1 The history of (poorly) disguised subsidies paid to aggregators
In the near future, demand for electricity will be adjusted to the wholesale market prices: some consumers will reduce their demand during peak hours, when the value of consumed megawatt hours increases. This major change for the electricity industry will be a significant part of the transition to carbon-free electricity.
There are different approaches to make demand sensitive to price. One of them involves the interruption or reduction of residential customers’ consumption for a few minutes, then the subsequent sale of the energy saved on wholesale markets.
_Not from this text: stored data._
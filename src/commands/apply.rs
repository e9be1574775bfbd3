//! Apply command implementation
//!
//! Assembles the lodge: every Castorfile entry is cloned, checked out or
//! copied into `<root>/lodge`, shallowest target first. With
//! `--exec-post-freeze`, the entries' hooks then run against the lodge.

use std::path::Path;
use std::time::Instant;

use anyhow::Result;
use clap::Args;

use castor::assembly::{self, ApplyOptions};
use castor::output::{emoji, OutputConfig};
use castor::source::SourceProvider;

use super::short_version;

/// Arguments for the apply command
#[derive(Args, Debug)]
pub struct ApplyArgs {
    /// Also run every entry's post_freeze commands against the lodge
    #[arg(long)]
    pub exec_post_freeze: bool,
}

/// Execute the apply command
pub fn execute(args: ApplyArgs, root: Option<&Path>, color_flag: &str) -> Result<()> {
    let out = OutputConfig::from_env_and_flag(color_flag);
    let start_time = Instant::now();

    let workspace = super::workspace(root)?;
    let manifest = workspace.load_manifest()?;

    println!(
        "{} Applying {} entries into {}",
        emoji(&out, "🔍", "[APPLY]"),
        manifest.len(),
        workspace.lodge.display()
    );

    let options = ApplyOptions {
        exec_post_freeze: args.exec_post_freeze,
    };
    let result = assembly::apply(&workspace, &manifest, &SourceProvider::new(), &options);

    match result {
        Ok(report) => {
            for entry in &report.entries {
                match &entry.revision {
                    Some(revision) => {
                        println!("   {} at {}", entry.target, short_version(revision))
                    }
                    None => println!("   {} copied", entry.target),
                }
            }
            if report.hooks_run > 0 {
                println!("   hooks run for {} entries", report.hooks_run);
            }
            println!(
                "{} Applied successfully in {:.2}s",
                emoji(&out, "✅", "[OK]"),
                start_time.elapsed().as_secs_f64()
            );
            Ok(())
        }
        Err(e) => {
            println!("{} Apply failed", emoji(&out, "❌", "[ERR]"));
            Err(e.into())
        }
    }
}

#[cfg(test)]
mod tests {
    use super::*;
    use tempfile::TempDir;

    #[test]
    fn test_execute_outside_castor_root() {
        let temp = TempDir::new().unwrap();
        let args = ApplyArgs {
            exec_post_freeze: false,
        };

        let result = execute(args, Some(temp.path()), "never");
        assert!(result.is_err());
        assert!(result
            .unwrap_err()
            .to_string()
            .contains("not inside a castor repository"));
    }

    #[test]
    fn test_execute_empty_manifest() {
        let temp = TempDir::new().unwrap();
        std::fs::create_dir(temp.path().join(".git")).unwrap();
        std::fs::write(temp.path().join("Castorfile"), "{\"lodge\": []}\n").unwrap();

        let args = ApplyArgs {
            exec_post_freeze: true,
        };
        assert!(execute(args, Some(temp.path()), "never").is_ok());
    }
}
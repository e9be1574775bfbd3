//! # Castor Library
//!
//! This library provides the core functionality of the `castor` command-line
//! tool: assembling a website's source tree from several git repositories and
//! plain files, and freezing it into a git-free copy that can be committed and
//! deployed.
//!
//! ## Quick Example
//!
//! ```
//! use castor::manifest::{Manifest, Source};
//!
//! let manifest = Manifest::parse(r#"{
//!     "lodge": [
//!         {"target": "/themes/x", "type": "git",
//!          "repo": "https://example.com/theme.git", "version": "v2.0"},
//!         {"target": "/", "type": "git",
//!          "repo": "https://example.com/platform.git", "version": "main"}
//!     ]
//! }"#).unwrap();
//!
//! // Entries are processed shallowest target first
//! let order: Vec<&str> = manifest.ordered().iter().map(|e| e.target.as_str()).collect();
//! assert_eq!(order, vec!["/", "/themes/x"]);
//! assert!(matches!(manifest.entries[0].source, Source::Git { .. }));
//! ```
//!
//! ## Core Concepts
//!
//! - **Manifest (`manifest`)**: the `Castorfile`, an ordered list of entries,
//!   each mapping a target path to a git or file source.
//! - **Lodge**: `<root>/lodge`, the live working tree made of real git
//!   checkouts, where development happens.
//! - **Dam**: `<root>/dam`, the frozen mirror of the lodge without any git
//!   metadata, committed to the outer repository.
//! - **Workspace (`locator`)**: the resolved root, manifest, lodge and dam
//!   paths of one invocation.
//!
//! ## Execution Flow
//!
//! 1.  **Apply** (`assembly`): every entry is materialized into the lodge by
//!     the `source` provider, shallowest first, so nested entries overlay
//!     their parents.
//! 2.  **Freeze** (`freeze`): git entries are pinned to their checked-out
//!     commits, the lodge is mirrored into the dam (`mirror`), post-freeze
//!     hooks run (`hooks`), and the manifest is saved and staged.

pub mod assembly;
pub mod error;
pub mod freeze;
pub mod git;
pub mod hooks;
pub mod locator;
pub mod manifest;
pub mod mirror;
pub mod output;
pub mod path;
pub mod scaffold;
pub mod source;

#[cfg(test)]
mod path_proptest;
Currently, this approach is not profitable in continental Europe for two reasons. First, the number of megawatt hours potentially saved by a residential customer is too small to cover the equipment and commercial costs. On the other hand, industrial customers’ demand response is financially profitable as it generates savings roughly a thousand times larger for slightly higher costs. Second, there is overcapacity on the electricity grid in continental Europe. Electricity market prices, thus the value of any megawatt hours saved, are very low. Residential demand response aggregators in continental Europe, specifically in France, have therefore chosen a poor business model.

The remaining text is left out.